Under current Chinese law, there are two possible ways to enforce the arbitral award made by a foreign arbitration institution in mainland China: (1) Classify such an award as a foreign award by the location of the arbitration institution under Art. 283 Civil Procedure Law of the People’s Republic of China (hereinafter, “Civil Procedure Law”), which provides that an award made by a foreign arbitration institution must be recognised and enforced by a people’s court pursuant to international treaties or the principle of reciprocity. (2) Classify such award as non-domestic award provided by the last sentence of Art. 1(1) of the Convention on the Recognition and Enforcement of Foreign Arbitral Awards (hereinafter, “New York Convention”), which provides that the convention shall also apply to arbitral awards not considered as domestic awards in the State where their recognition and enforcement are sought.

Besides the aforementioned choices, the court provided a third way.
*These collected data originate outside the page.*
use std::fmt;
use std::time::Duration;

use serde::{Deserialize, Serialize};
use thiserror::Error;

/// Classification of a failed API call
#[derive(Debug, Clone, Copy, PartialEq, Eq, Hash, Serialize, Deserialize)]
#[serde(rename_all = "snake_case")]
pub enum ApiErrorKind {
    /// 429, the server is shedding load
    RateLimited,
    /// 404
    NotFound,
    /// 401 / 403, bad or expired credential
    Unauthorized,
    /// 5xx
    ServerError,
    /// Connection, TLS or timeout failure before a status was received
    NetworkError,
    /// Response could not be decoded, or an unexpected 4xx
    Malformed,
}

impl ApiErrorKind {
    /// Map an HTTP status code to an error kind. Only meaningful for non-2xx codes.
    pub fn from_status(status: u16) -> Self {
        match status {
            429 => ApiErrorKind::RateLimited,
            404 => ApiErrorKind::NotFound,
            401 | 403 => ApiErrorKind::Unauthorized,
            500..=599 => ApiErrorKind::ServerError,
            _ => ApiErrorKind::Malformed,
        }
    }

    /// Whether a retry can plausibly succeed
    pub fn is_transient(&self) -> bool {
        matches!(
            self,
            ApiErrorKind::RateLimited | ApiErrorKind::ServerError | ApiErrorKind::NetworkError
        )
    }

    pub fn as_str(&self) -> &'static str {
        match self {
            ApiErrorKind::RateLimited => "rate_limited",
            ApiErrorKind::NotFound => "not_found",
            ApiErrorKind::Unauthorized => "unauthorized",
            ApiErrorKind::ServerError => "server_error",
            ApiErrorKind::NetworkError => "network_error",
            ApiErrorKind::Malformed => "malformed",
        }
    }
}

impl fmt::Display for ApiErrorKind {
    fn fmt(&self, f: &mut fmt::Formatter<'_>) -> fmt::Result {
        f.write_str(self.as_str())
    }
}

/// Network or protocol level failure talking to the Riot API
#[derive(Debug, Clone, Error)]
#[error("{kind} (status {status_code:?}): {message}")]
pub struct ApiError {
    pub kind: ApiErrorKind,
    pub status_code: Option<u16>,
    /// Advisory wait from the `Retry-After` header, if the server sent one
    pub retry_after: Option<Duration>,
    pub message: String,
}

impl ApiError {
    pub fn new(kind: ApiErrorKind, message: impl Into<String>) -> Self {
        Self {
            kind,
            status_code: None,
            retry_after: None,
            message: message.into(),
        }
    }

    /// Build an error from a non-success HTTP response
    pub fn from_status(status: u16, retry_after: Option<Duration>, body: &str) -> Self {
        Self {
            kind: ApiErrorKind::from_status(status),
            status_code: Some(status),
            retry_after,
            message: truncate(body, 200),
        }
    }

    pub fn network(message: impl Into<String>) -> Self {
        Self::new(ApiErrorKind::NetworkError, message)
    }

    pub fn malformed(message: impl Into<String>) -> Self {
        Self::new(ApiErrorKind::Malformed, message)
    }
}

/// Identity lookup did not produce a player
#[derive(Debug, Clone, Error)]
pub enum ResolutionError {
    #[error("no account found for {0}")]
    NotFound(String),
    #[error("account lookup for {subject} failed: {source}")]
    Api {
        subject: String,
        #[source]
        source: ApiError,
    },
    #[error("account payload for {0} has no puuid")]
    MissingPuuid(String),
}

/// No candidate path resolved a required field
#[derive(Debug, Clone, PartialEq, Eq, Error, Serialize, Deserialize)]
#[error("required field `{field}` not found (tried {tried:?})")]
pub struct SchemaError {
    pub field: String,
    pub tried: Vec<String>,
}

/// Failure in the response cache backing store
#[derive(Debug, Error)]
pub enum CacheError {
    #[error("cache storage error: {0}")]
    Storage(#[from] sqlx::Error),
    #[error("cached entry for {key} is corrupt: {reason}")]
    Corrupt { key: String, reason: String },
    #[error("payload for {key} could not be serialized: {source}")]
    Encode {
        key: String,
        #[source]
        source: serde_json::Error,
    },
}

/// Crate-level error
#[derive(Debug, Error)]
pub enum Error {
    #[error(transparent)]
    Api(#[from] ApiError),
    #[error(transparent)]
    Resolution(#[from] ResolutionError),
    #[error(transparent)]
    Schema(#[from] SchemaError),
    #[error(transparent)]
    Cache(#[from] CacheError),
    #[error("operation cancelled")]
    Cancelled,
}

impl Error {
    /// The API error kind, if this error came from the remote API
    pub fn api_kind(&self) -> Option<ApiErrorKind> {
        match self {
            Error::Api(e) => Some(e.kind),
            Error::Resolution(ResolutionError::Api { source, .. }) => Some(source.kind),
            _ => None,
        }
    }
}

pub type Result<T, E = Error> = std::result::Result<T, E>;

fn truncate(text: &str, max_chars: usize) -> String {
    match text.char_indices().nth(max_chars) {
        Some((idx, _)) => format!("{}...", &text[..idx]),
        None => text.to_string(),
    }
}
It ruled that the arbitral award made by a foreign arbitration institution in mainland China shall be regarded as Chinese foreign-related arbitral award. If a party fails to perform the arbitral award, the other party may refer to Art. 273 of the Civil Procedure Law for recognition and enforcement. Under Art. 273 of the Civil Procedure Law, after an award has been made by an arbitration institution of the People’s Republic of China for foreign-related disputes, no party may file a lawsuit in a people’s court. If a party fails to perform the arbitral award, the other party may apply for enforcement to the intermediate people’s court of the place where the domicile of the person against whom an application is made is located or where the property is located.



Since Long Lide Case[4], Chinese court had affirmed the validity of arbitration agreements providing arbitration proceedings conducted by a foreign arbitration institution in mainland China. But in practice, arbitral awards based on these agreements still face the dilemma in recognition and enforcement. Because in China, different from international practice, the nationality of an arbitral award is determined by the location of the arbitration institution instead of the seat of arbitration, which is referred to as the “institutional theory”. Under Art. 283 Civil Procedure Law, to recognise and enforce an award made by a foreign arbitration institution by a people’s court, the people’s court shall handle the matter pursuant to international treaties concluded or acceded to by the People’s Republic of China or in accordance with the principle of reciprocity. It impliedly refers to the New York Convention. However, concerning the determination of the nationality of the arbitral award, the New York Convention adopts the “territorial theory”, which provides: “this Convention shall apply to the recognition and enforcement of arbitral awards made in the territory of a State other than the State where the recognition and enforcement of such awards are sought”. The “territorial theory” adopted by the New York Convention collides with the provision of the Civil Procedure Law. The confusion on application of law has not yet been dispelled.

In response to the conflict between domestic legislation and international convention, judicial practice has shown inclination to convert towards the “territorial theory”. For example, in DMT case[5], the nationality of an arbitral award made by ICC in Singapore was deemed Singapore rather than France. But in line with the “territorial theory”, arbitral awards made in mainland China shall therefore be deemed as Chinese awards. Under the “reciprocity reservation” filed by China, the New York convention shall only be applied to the recognition and enforcement of awards made in the territory of another contracting state. Hence, the New York Convention shall not be applied to China-seated arbitral awards.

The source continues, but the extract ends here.